Comment avez-vous obtenu cette bourse ?

Il y a eu une présélection sur dossier. Nous déposons nos dossiers à notre Etat-major général qui les remet à la coopération de défense française qui les transmet à l’école de formation pour étude. A la fin, un ou deux officiers sont sélectionnés pour le stage.

Qu’est-ce que vous attendez de cette formation ?

J’attends qu’elle m’aide à améliorer mes aptitudes, mes capacités dans le domaine de la médecine militaire, médecine en opération et aussi médecine d’urgence. Etant jeunes médecins, nous n’avons pas encore suffisamment d’expérience et ce type de stage est toujours bénéfique pour en acquérir davantage.

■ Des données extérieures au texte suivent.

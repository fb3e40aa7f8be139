//! Aggregate statistics over a finished run.

use crate::ScheduleError;
use cpusched_types::ProcessTable;

/// Mean accumulated wait across all processes.
///
/// # Errors
///
/// Returns [`ScheduleError::EmptySchedule`] for an empty table, where the
/// average is undefined.
pub fn average_wait(table: &ProcessTable) -> Result<f64, ScheduleError> {
    if table.is_empty() {
        return Err(ScheduleError::EmptySchedule);
    }
    Ok(table.total_wait() as f64 / table.len() as f64)
}
//! The execution primitive.

use cpusched_types::{ProcessId, ProcessTable};
use tracing::trace;

/// Run `process` for at most `amount` time units.
///
/// The process consumes `min(amount, remaining_burst)` units and every other
/// process that still has work is charged the same amount as wait time.
/// Completed processes and the running process itself are never charged.
///
/// Out-of-range or already complete processes are ignored: the table is left
/// untouched and 0 is returned.
///
/// # Returns
///
/// The CPU time actually consumed.
pub fn run_process(table: &mut ProcessTable, process: ProcessId, amount: u64) -> u64 {
    let (actual, remaining) = match table.get_mut(process) {
        Some(pcb) if !pcb.is_complete() => {
            let actual = pcb.consume(amount);
            (actual, pcb.remaining_burst())
        }
        Some(_) => {
            trace!(%process, "Ignoring dispatch of completed process");
            return 0;
        }
        None => {
            trace!(%process, "Ignoring dispatch of unknown process");
            return 0;
        }
    };

    for pcb in table.iter_mut().filter(|pcb| pcb.id() != process) {
        pcb.charge_wait(actual);
    }

    trace!(
        %process,
        requested = amount,
        actual,
        remaining,
        "Ran process"
    );

    actual
}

Comment allez-vous le mettre en application à votre retour en RDC ?

Avec ce stage, je veux aider mon pays, aider le service de santé de notre armée à se développer et à travailler mieux que nous le faisons actuellement.

Un dernier mot ?

Je souhaiterais remercier la France ainsi que tous ceux qui m’ont accompagnée dans ce processus.